INTRODUCTION. Vitamin D deficiency is commonly observed in patients with chronic kidney disease (CKD) due to decreased biosynthesis of 1,25(OH)2D3 in damaged renal tubules and increased catabolism of 1,25(OH)2D3 and 25OHD3. There is a growing evidence that vitamin D deficiency may contribute to impaired kidney function. Interventional studies have shown that vitamin D and its analogs attenuate the progression of renal fibrosis in experiment, and reduce proteinuria in patients with CKD. The renoprotective effects of vitamin D go far beyond its classical role in maintaining bone and mineral metabolism, which is a result of its pleiotropic action. THE AIM: to investigate the association between 25OH-hydroxyvitamin D (25OHD) level and renal fibrosis in spontaneously hypertensive rats (SHR) with early stages of experimental CKD.MATERIAL AND METHODS. Systolic blood pressure (BP), proteinuria, albuminuria, creatinine (Cr), urea (Ur), inorganic phosphate (Pi), 25OHD in serum were measured in nephrectomized (NE) and sham operated (SO) spontaneously hypertensive rats SHR (follow-up period 2, 4 and 6 months) and SO Wistar Kyoto rats (follow-up period 2 months), morphological light-optical study of kidney tissue was performed.RESULTS. The experimental model corresponded to the initial stages of CKD (Ur: 6.64 – 13.36 mmol/L).
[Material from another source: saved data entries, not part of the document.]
use serde::{Deserialize, Serialize};
use std::time::Duration;
use validator::Validate;

/// Stored payload of a pending confirmation token.
///
/// The code itself is the lookup key and is never part of the payload.
#[derive(Debug, Clone, Serialize, Deserialize)]
pub struct ConfirmationToken {
    pub uid: u64,
    pub email: String,
}

/// Options for sending a validation email
#[derive(Debug, Clone, Default, Validate)]
pub struct SendOptions {
    /// Overrides email retrieval from the account record
    #[validate(email)]
    pub email: Option<String>,
    /// Send even if it is too soon to send another
    pub force: bool,
    /// Overrides the mail subject
    pub subject: Option<String>,
    /// Changes the template used for rendering
    pub template: Option<String>,
}

impl SendOptions {
    /// Target an explicit address instead of the account's current email
    pub fn with_email(email: impl Into<String>) -> Self {
        Self {
            email: Some(email.into()),
            ..Default::default()
        }
    }

    /// Bypass the resend throttle
    pub fn forced() -> Self {
        Self {
            force: true,
            ..Default::default()
        }
    }
}

/// Outgoing verification payload, passed through the verify hooks before
/// rendering and delivery
#[derive(Debug, Clone, Serialize)]
pub struct VerifyPayload {
    pub uid: u64,
    pub username: Option<String>,
    pub email: String,
    pub confirm_code: String,
    pub confirm_link: String,
    pub subject: String,
    pub template: String,
}

/// One confirmed address in an account's append-only email history
#[derive(Debug, Clone, PartialEq, Eq)]
pub struct EmailHistoryEntry {
    pub email: String,
    /// Milliseconds since the Unix epoch
    pub recorded_at: i64,
}

const MINUTE: u64 = 60;
const DAY: u64 = 24 * 60 * 60;

/// Configuration for the confirmation subsystem
#[derive(Debug, Clone)]
pub struct ConfirmConfig {
    /// Confirmation token lifetime
    pub expiry: Duration,
    /// Minimum spacing between validation emails for the same account
    pub interval: Duration,
    /// Master switch for outgoing validation emails
    pub send_validation_email: bool,
    /// Base URL used to build confirmation links
    pub base_url: String,
}

impl ConfirmConfig {
    pub fn new(expiry_days: u64, interval_minutes: u64) -> Self {
        Self {
            expiry: Duration::from_secs(expiry_days * DAY),
            interval: Duration::from_secs(interval_minutes * MINUTE),
            ..Default::default()
        }
    }

    /// Load configuration from environment variables, falling back to the
    /// defaults for anything unset.
    ///
    /// Environment variables: `EMAIL_CONFIRM_EXPIRY_DAYS`,
    /// `EMAIL_CONFIRM_INTERVAL_MINUTES`, `SEND_VALIDATION_EMAIL`, `BASE_URL`.
    pub fn from_env() -> Self {
        let expiry_days: u64 = std::env::var("EMAIL_CONFIRM_EXPIRY_DAYS")
            .ok()
            .and_then(|v| v.parse().ok())
            .unwrap_or(1);
        let interval_minutes: u64 = std::env::var("EMAIL_CONFIRM_INTERVAL_MINUTES")
            .ok()
            .and_then(|v| v.parse().ok())
            .unwrap_or(10);
        let send_validation_email = std::env::var("SEND_VALIDATION_EMAIL")
            .map(|v| v != "0" && v != "false")
            .unwrap_or(true);
        let base_url =
            std::env::var("BASE_URL").unwrap_or_else(|_| "http://localhost:3000".to_string());

        Self {
            expiry: Duration::from_secs(expiry_days * DAY),
            interval: Duration::from_secs(interval_minutes * MINUTE),
            send_validation_email,
            base_url,
        }
    }

    /// The configured send interval, in whole minutes (for user messaging)
    pub fn interval_minutes(&self) -> u64 {
        self.interval.as_secs() / MINUTE
    }

    /// Build the confirmation link for a code
    pub fn confirm_link(&self, code: &str) -> String {
        format!("{}/confirm/{}", self.base_url.trim_end_matches('/'), code)
    }
}

impl Default for ConfirmConfig {
    fn default() -> Self {
        Self {
            expiry: Duration::from_secs(DAY),
            interval: Duration::from_secs(10 * MINUTE),
            send_validation_email: true,
            base_url: "http://localhost:3000".to_string(),
        }
    }
}

#[cfg(test)]
mod tests {
    use super::*;

    #[test]
    fn test_default_config() {
        let config = ConfirmConfig::default();
        assert_eq!(config.expiry, Duration::from_secs(24 * 60 * 60));
        assert_eq!(config.interval_minutes(), 10);
        assert!(config.send_validation_email);
    }

    #[test]
    fn test_confirm_link_trims_trailing_slash() {
        let config = ConfirmConfig {
            base_url: "https://forum.example.com/".to_string(),
            ..Default::default()
        };
        assert_eq!(
            config.confirm_link("abc123"),
            "https://forum.example.com/confirm/abc123"
        );
    }

    #[test]
    fn test_send_options_validation() {
        use validator::Validate;

        assert!(SendOptions::with_email("user@example.com").validate().is_ok());
        assert!(SendOptions::with_email("not-an-email").validate().is_err());
        // No explicit email is fine; the account's own address is used
        assert!(SendOptions::default().validate().is_ok());
    }
}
A significant increase in the area of renal fibrosis in animals with NE correlated with an increase in blood pressure (r = 0.51, p <0.001), serum Cr (r = 0.76, p <0.001), and albuminuria (r = 0.64, p <0.001) and proteinuria (r = 0.78, p <0.001) and a decrease in the concentration of 25OHD in serum (r = -0.67, p <0.001). In multiple regression analyzes, a reliable association of fibrosis with 25OHD was maintained (β = -0.28, p = 0.012). In addition, in ROC-analysis the largest value of the area under the curve was obtained for 25OHD (AUC = 0.95) to detect interstitial fibrosis more than 10 %.CONCLUSION. 25OHD depression at the initial stages of experimental CKD and hypertension is independently associated with the development of renal fibrosis.